With songs like Everyone’s A Little Bit Racist, If You Were Gay, It Sucks to Be Me and the classic, The Internet Is For Porn, what we have here is what would have happened if Sesame Street had grown up at the same rate as it’s viewers.

 

The wonderfully catchy score and lyrics by Robert Lopez and Jeff Marx, together with the book by Jeff Whitty, create this multi award-winning gem of a show which, under Jason Moore’s slick and tight direction, flows seamlessly from start to finish and is a non-stop feast for the eyes and ears.

 

Matthew J Henry as Gary, Edward Judge as Brian and Julie Yammanee as the wonderfully named, Christmas Eve, are the humans in the show and each has brilliant comic timing and, very cleverly, ensures that all the interaction is directed straight at the puppets and never at the puppeteers.

 

Other than the more adult nature of the content, the biggest difference between Avenue Q and its TV inspiration is the fact that all of the puppeteers are visible and no attempt is made at ventriloquism. This performance style is also used in the stage version of The Lion King and, as with that show, it can take just a little while to get comfortable with it

 

The puppeteers are quite simply brilliant. Their skill at creating personalities for their puppets is consummate and each one comes “alive” before our very eyes. Katherine Moraz is responsible for the two female leads, Kate Monster and Lucy the Slut. The characters are total opposites, and Moraz ensures that they both very distinct personalities.
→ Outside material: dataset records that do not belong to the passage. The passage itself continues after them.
use crate::models::Apartment;

/// Returns every record of `current` with no field-equal match in
/// `previous`, in the order they appear in `current`.
///
/// An empty `previous` means there is nothing to compare against yet
/// (first run or wiped state), so the diff is empty rather than the
/// entire listing.
pub fn diff(previous: &[Apartment], current: &[Apartment]) -> Vec<Apartment> {
    if previous.is_empty() {
        return Vec::new();
    }

    current
        .iter()
        .filter(|apartment| !previous.contains(apartment))
        .cloned()
        .collect()
}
In one scene the two “ladies” meet in the same apartment and, helped by Daniella Gibb who manipulates the puppet of Lucy, Moraz voices both characters while still controlling Kate.

 

Chris Thatcher has Nicky and Trekkie Monster, both of the larger, two handed, puppets to work with and, again assisted by Gibb, he ensures that they dominate the stage whenever they appear. 

 

The two male leads, college graduate Princeton and repressed gay Rod, are both played by, relative newcomer, Sam Lupton. This is his first UK tour and, were it not for his extremely youthful appearance, it would be very easy to believe, while watching his superb performance, that he has many years as a puppeteer behind him. Both puppets are given very distinct voices and, despite the relatively high-pitched American accent, Lupton is able to sing faultlessly with the same voices as they speak and gives a fantastic performance which shows, perfectly, that he is a young man with a bright future ahead of him.

 

Theatre Royal Brighton has often advertised itself as “West-End by the Sea” and this superb, first-class, production shows, only too well, how very true that is.